Floor-standing mirrors opposite or close to a window multiply light; rattan mirror, €390, Alternative Furniture.
Floor-standing mirrors opposite or close to a window multiply light; rattan mirror, €390, Alternative Furniture.

We don’t want uncomfortable reflections straight up to the groin, or wincing glare trained into the faces of sitters. Use a steady step ladder to prop and test hanging mirrors before unholstering the drill, garnering the most useful and welcome illumination. Start with positions directly opposite windows, tracing the arc of the sun, aiming the light into dark pockets of the room or towards other reflective material to scatter and bounce light.

STAGING SPRING

Pale and shiny surfacing can improve the bleakest interior landscape. Even smooth leather textures have pleasing highlights. Try moving furniture around like the Scandinavians do every winter. Evict dark artwork to reveal available white or pale walls. Re-dress the room with mood-altering neutral and metallic throws, sofas covers, or faux fur rugs over the backs over deep, dark sofas. Heap on those iridescent cushions in fragile, soft linens, sequins — whatever you fancy. In the bedroom, use cosy, lightly toned linens and bedspreads, and move the bed closer to the window, especially if you suffer from

SAD

Looking up to the shelves, mix up blank runs of light-swallowing books with free-standing mirrors, framed artwork, glossy house plants and reflective ornaments. Large, glazed pictures can flash light back across the room even at oblique angles to the window. A curated collection in a gallery wall, will multiply this impact. Obviously, don’t position valuable prints or precious photographs in direct light — UV damage is permanent. Move your favourite reading chair closer to a low window, and wash a couple of trees near the house with solar-powered up-lighters for a mesmerising, forever view.

PAINT POWER 

Shimmering wallpapers, light paint colours in satin finishes to woodwork and vinyl sheens to walls are proven light multipliers, and you can use a single feature wall facing into a great window to dial up the daylight. Test the colour over the course of day on a large tear of paper. Move it around lamps, and near walls, showing the gradations of colour and reflection in that aspect. Broke? 
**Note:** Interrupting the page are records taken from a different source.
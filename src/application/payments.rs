use crate::application::reconciliation::{Reconciler, Reconciliation};
use crate::domain::notification::{Channel, Notification};
use crate::domain::payment::{
    Amount, Payment, PaymentMethod, PaymentStatus, ProviderDetails, SettlementOutcome,
};
use crate::domain::ports::{
    BankAccountStoreRef, CaptureResult, CheckoutGateway, MobileMoneyGateway, NotificationBusRef,
    PaymentStoreRef, PushRequest, Swap,
};
use crate::domain::principal::{Authorizer, Principal};
use crate::error::{DeskError, Result};
use chrono::Utc;
use rust_decimal::Decimal;
use serde::{Deserialize, Serialize};
use serde_json::json;
use std::sync::Arc;
use std::time::Duration;
use tracing::{error, info, warn};
use uuid::Uuid;

/// Method-specific part of a payment request.
#[derive(Debug, Clone, PartialEq, Deserialize)]
#[serde(tag = "paymentMethod", rename_all = "snake_case")]
pub enum PaymentInstruction {
    Mock,
    #[serde(alias = "mpesa")]
    MobileMoney {
        #[serde(rename = "phoneNumber")]
        phone_number: String,
    },
    BankTransfer {
        #[serde(rename = "payerAccount", default)]
        payer_account: Option<String>,
    },
    Paypal,
}

#[derive(Debug, Clone, PartialEq, Deserialize)]
#[serde(rename_all = "camelCase")]
pub struct PaymentRequest {
    pub amount: Decimal,
    #[serde(default)]
    pub booking_id: Option<Uuid>,
    #[serde(default)]
    pub description: Option<String>,
    #[serde(flatten)]
    pub instruction: PaymentInstruction,
}

/// What the payer has to do next for the payment to settle.
#[derive(Debug, Clone, Copy, PartialEq, Eq, Serialize)]
#[serde(rename_all = "snake_case")]
pub enum NextStep {
    /// Nothing; a confirmation arrives on its own.
    AwaitConfirmation,
    /// Approve the prompt sent to the phone.
    ConfirmOnPhone,
    /// Transfer to the receiving account and submit a proof reference.
    SubmitProof,
    /// Visit the approval URL, then capture.
    ApproveAndCapture,
}

/// A freshly initiated payment and the payer's next step.
#[derive(Debug, Clone, PartialEq, Serialize)]
#[serde(rename_all = "camelCase")]
pub struct PaymentHandle {
    pub payment: Payment,
    pub next_step: NextStep,
}

/// Gateways the adapter can reach. A missing gateway means the method is
/// not configured.
#[derive(Clone, Default)]
pub struct Gateways {
    pub mobile_money: Option<Arc<dyn MobileMoneyGateway>>,
    pub checkout: Option<Arc<dyn CheckoutGateway>>,
}

#[derive(Debug, Clone)]
pub struct PaymentSettings {
    pub currency: String,
    pub mock_settlement_delay: Duration,
}

impl Default for PaymentSettings {
    fn default() -> Self {
        Self {
            currency: "KES".to_string(),
            mock_settlement_delay: Duration::from_secs(3),
        }
    }
}

/// Uniform entry point over the mock, mobile money, bank transfer and PayPal
/// settlement strategies.
///
/// A payment row only exists once a correlation token is known: provider
/// calls happen first and a failed call leaves nothing behind.
#[derive(Clone)]
pub struct PaymentAdapter {
    store: PaymentStoreRef,
    bank_accounts: BankAccountStoreRef,
    bus: NotificationBusRef,
    reconciler: Reconciler,
    gateways: Gateways,
    authorizer: Authorizer,
    settings: PaymentSettings,
}

impl PaymentAdapter {
    pub fn new(
        store: PaymentStoreRef,
        bank_accounts: BankAccountStoreRef,
        bus: NotificationBusRef,
        reconciler: Reconciler,
        gateways: Gateways,
        authorizer: Authorizer,
        settings: PaymentSettings,
    ) -> Self {
        Self {
            store,
            bank_accounts,
            bus,
            reconciler,
            gateways,
            authorizer,
            settings,
        }
    }

    pub async fn initiate(
        &self,
        principal: &Principal,
        request: PaymentRequest,
    ) -> Result<PaymentHandle> {
        let amount = Amount::new(request.amount)?;
        let description = request.description.clone();

        let handle = match request.instruction {
            PaymentInstruction::Mock => {
                self.start_mock(principal, &request, amount, PaymentMethod::Mock)
                    .await?
            }
            PaymentInstruction::MobileMoney { ref phone_number } => {
                match &self.gateways.mobile_money {
                    Some(gateway) => {
                        let amount = amount.whole_units()?;
                        let accepted = gateway
                            .push_prompt(PushRequest {
                                phone_number: phone_number.clone(),
                                amount: amount.value(),
                                account_reference: request
                                    .booking_id
                                    .map(|id| id.to_string())
                                    .unwrap_or_else(|| principal.id.clone()),
                                description: description
                                    .clone()
                                    .unwrap_or_else(|| "Vehicle service payment".to_string()),
                            })
                            .await?;
                        let payment = Payment::pending(
                            &principal.id,
                            request.booking_id,
                            amount,
                            &self.settings.currency,
                            description,
                            accepted.checkout_request_id,
                            ProviderDetails::MobileMoney {
                                phone_number: phone_number.clone(),
                                merchant_request_id: accepted.merchant_request_id,
                                receipt_number: None,
                                transaction_date: None,
                                error: None,
                            },
                            Utc::now(),
                        );
                        self.store.insert(payment.clone()).await?;
                        PaymentHandle {
                            payment,
                            next_step: NextStep::ConfirmOnPhone,
                        }
                    }
                    None => {
                        info!(
                            owner = %principal.id,
                            "Mobile money gateway not configured, settling with the mock strategy"
                        );
                        self.start_mock(principal, &request, amount, PaymentMethod::MobileMoney)
                            .await?
                    }
                }
            }
            PaymentInstruction::BankTransfer { ref payer_account } => {
                let receiving = self
                    .bank_accounts
                    .all()
                    .await?
                    .into_iter()
                    .find(|a| a.is_default && a.is_active)
                    .ok_or_else(|| DeskError::not_found("BankAccount", "default"))?;
                let reference = format!("BT-{}", Uuid::new_v4().simple()).to_uppercase();
                let payment = Payment::pending(
                    &principal.id,
                    request.booking_id,
                    amount,
                    &self.settings.currency,
                    description,
                    reference,
                    ProviderDetails::BankTransfer {
                        payer_account: payer_account.clone(),
                        receiving_account: receiving.snapshot(),
                        payment_proof: None,
                    },
                    Utc::now(),
                );
                self.store.insert(payment.clone()).await?;
                PaymentHandle {
                    payment,
                    next_step: NextStep::SubmitProof,
                }
            }
            PaymentInstruction::Paypal => {
                let gateway = self
                    .gateways
                    .checkout
                    .as_ref()
                    .ok_or_else(|| DeskError::UnsupportedMethod("paypal".to_string()))?;
                let order = gateway
                    .create_order(
                        amount.value(),
                        description.as_deref().unwrap_or("Vehicle service payment"),
                    )
                    .await?;
                let payment = Payment::pending(
                    &principal.id,
                    request.booking_id,
                    amount,
                    gateway.currency(),
                    description,
                    order.order_id,
                    ProviderDetails::Paypal {
                        approval_url: order.approval_url,
                        capture_id: None,
                    },
                    Utc::now(),
                );
                self.store.insert(payment.clone()).await?;
                PaymentHandle {
                    payment,
                    next_step: NextStep::ApproveAndCapture,
                }
            }
        };

        info!(
            payment_id = %handle.payment.id,
            owner = %handle.payment.owner,
            method = handle.payment.method().as_str(),
            transaction_id = %handle.payment.transaction_id,
            amount = %handle.payment.amount,
            "Payment initiated"
        );
        Ok(handle)
    }

    async fn start_mock(
        &self,
        principal: &Principal,
        request: &PaymentRequest,
        amount: Amount,
        requested_method: PaymentMethod,
    ) -> Result<PaymentHandle> {
        let token = format!("MOCK_{}", Uuid::new_v4().simple());
        let payment = Payment::pending(
            &principal.id,
            request.booking_id,
            amount,
            &self.settings.currency,
            request.description.clone(),
            token.clone(),
            ProviderDetails::Mock {
                requested_method,
                receipt_number: None,
            },
            Utc::now(),
        );
        self.store.insert(payment.clone()).await?;

        let reconciler = self.reconciler.clone();
        let delay = self.settings.mock_settlement_delay;
        tokio::spawn(async move {
            tokio::time::sleep(delay).await;
            let outcome = SettlementOutcome::Completed {
                receipt: Some(format!(
                    "MOCK{}",
                    Uuid::new_v4().simple().to_string()[..10].to_uppercase()
                )),
                settled_at: Some(Utc::now().format("%Y%m%d%H%M%S").to_string()),
            };
            if let Err(e) = reconciler.apply(&token, outcome, None).await {
                error!(transaction_id = %token, error = %e, "Mock settlement failed");
            }
        });

        Ok(PaymentHandle {
            payment,
            next_step: NextStep::AwaitConfirmation,
        })
    }

    /// Captures an approved PayPal order. A payment that is already final is
    /// returned as is.
    pub async fn capture(&self, principal: &Principal, order_id: &str) -> Result<Payment> {
        let payment = self.status_by_token(principal, order_id).await?;
        if payment.method() != PaymentMethod::Paypal {
            return Err(DeskError::ValidationError(
                "Only PayPal payments can be captured".to_string(),
            ));
        }
        if payment.status.is_terminal() {
            return Ok(payment);
        }

        let gateway = self
            .gateways
            .checkout
            .as_ref()
            .ok_or_else(|| DeskError::UnsupportedMethod("paypal".to_string()))?;
        let outcome = match gateway.capture_order(order_id).await? {
            CaptureResult::Completed { capture_id } => SettlementOutcome::Completed {
                receipt: Some(capture_id),
                settled_at: None,
            },
            CaptureResult::Declined { reason } => {
                warn!(order_id, %reason, "PayPal capture declined");
                SettlementOutcome::Failed { reason }
            }
        };
        Ok(self
            .reconciler
            .apply(order_id, outcome, None)
            .await?
            .into_payment())
    }

    /// Attaches a proof-of-payment reference to the caller's pending bank transfer.
    pub async fn submit_proof(
        &self,
        principal: &Principal,
        payment_id: Uuid,
        proof: &str,
    ) -> Result<Payment> {
        let payment = self.get(principal, payment_id).await?;
        if payment.owner != principal.id {
            return Err(DeskError::Forbidden(
                "Only the payer can submit a proof of payment".to_string(),
            ));
        }
        let next = payment.with_proof(proof, Utc::now())?;

        let updated = match self.store.swap_if_status(PaymentStatus::Pending, next).await? {
            Swap::Applied(updated) => updated,
            Swap::Stale { current } => {
                return Err(DeskError::InvalidStateTransition {
                    entity: "payment",
                    from: current.to_string(),
                    action: "attach proof to",
                });
            }
            Swap::Missing => return Err(DeskError::not_found("Payment", payment_id)),
        };
        info!(payment_id = %updated.id, "Proof of payment submitted");

        self.bus
            .publish(Notification::new(
                Channel::Admin,
                "payment-proof-submitted",
                json!({ "payment": updated }),
            ))
            .await;
        Ok(updated)
    }

    /// Cancels a pending payment on behalf of its owner or an admin.
    pub async fn cancel(&self, principal: &Principal, payment_id: Uuid) -> Result<Payment> {
        let payment = self.get(principal, payment_id).await?;
        if payment.status.is_terminal() {
            return Err(DeskError::InvalidStateTransition {
                entity: "payment",
                from: payment.status.to_string(),
                action: "cancel",
            });
        }

        match self
            .reconciler
            .apply(&payment.transaction_id, SettlementOutcome::Cancelled, None)
            .await?
        {
            Reconciliation::Applied(cancelled) => Ok(cancelled),
            Reconciliation::Unchanged(current) => Err(DeskError::InvalidStateTransition {
                entity: "payment",
                from: current.status.to_string(),
                action: "cancel",
            }),
        }
    }

    pub async fn get(&self, principal: &Principal, payment_id: Uuid) -> Result<Payment> {
        match self.store.get(payment_id).await? {
            Some(payment) if self.authorizer.can_access(principal, &payment.owner) => Ok(payment),
            _ => Err(DeskError::not_found("Payment", payment_id)),
        }
    }

    /// Payments of one owner, newest first.
    pub async fn list_for_owner(&self, principal: &Principal, owner: &str) -> Result<Vec<Payment>> {
        self.authorizer.require_self_or_admin(principal, owner)?;
        self.store.for_owner(owner).await
    }

    pub async fn status_by_token(
        &self,
        principal: &Principal,
        transaction_id: &str,
    ) -> Result<Payment> {
        match self.store.find_by_transaction_id(transaction_id).await? {
            Some(payment) if self.authorizer.can_access(principal, &payment.owner) => Ok(payment),
            _ => Err(DeskError::not_found("Payment", transaction_id)),
        }
    }
}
My favourite cheat is framing up cheerfully schemed wallpaper samples as large, ornate light deflectors on a broody, dark wall.

Furnishings and paint colour (Potter Pink) by Neptune.
Furnishings and paint colour (Potter Pink) by Neptune.

Don’t trust a pure, unadulterated white to solve winter blues. On the north or west side of the house with any extra interference of shading through trees, it could deliver an insipid, haunting bile green. Layers of warm neutral colour are often better. Dramatic, moody colour cloaking the ceiling? There’s a sound reason ceilings are used as large diffusers in white. Up out of your eye-line, they have a proven talent to lighten the decorative load beneath.

BULB BRILLIANCE

Adding light, layer on more electric light points rather than increasing bulb strength to a clinical level. Before considering bulb wattage and colour, understand that the bulb and its housing work as one. If 6000lm LED bulbs are in a fitting with an opaque shade or a fitting with blank metal on four sides, the light will be dimmed, tightly directed, or diffused. Still, adding economical LED light sources to available daylight can be a revelation.

The strength of modern bulbs to light a room is given in Lumens (lm) — 75w in an old incandescent bulb equates to about 720Lm. 

Wyse bulbs, at 9.5w, and 800lm, deliver the same light as an old 60w bulb with a ton of smarts (€33 for a pack of two which could last 18 years). Working individually, you simply name them all and then use your mobile device to dial in your chosen colour temperature. Around 25w/250lm of light per square metre will be adequate for most rooms. 

Multiply 25 by your square metres for the total watt equivalent needed for the room. 2,000-4,000lm is about right for a standard living room adding up all the artificial light sources. If the ceiling is especially high, you may have to play with these lumen figures. If it’s low, use your ceiling lamps to bounce light off glossy surfacing. Try a small, glazed picture standing beneath a pool of light delivered by any 400lm to 450lm table lamp or train an angle-capable lamp onto any reflective surface to let those lumens fly.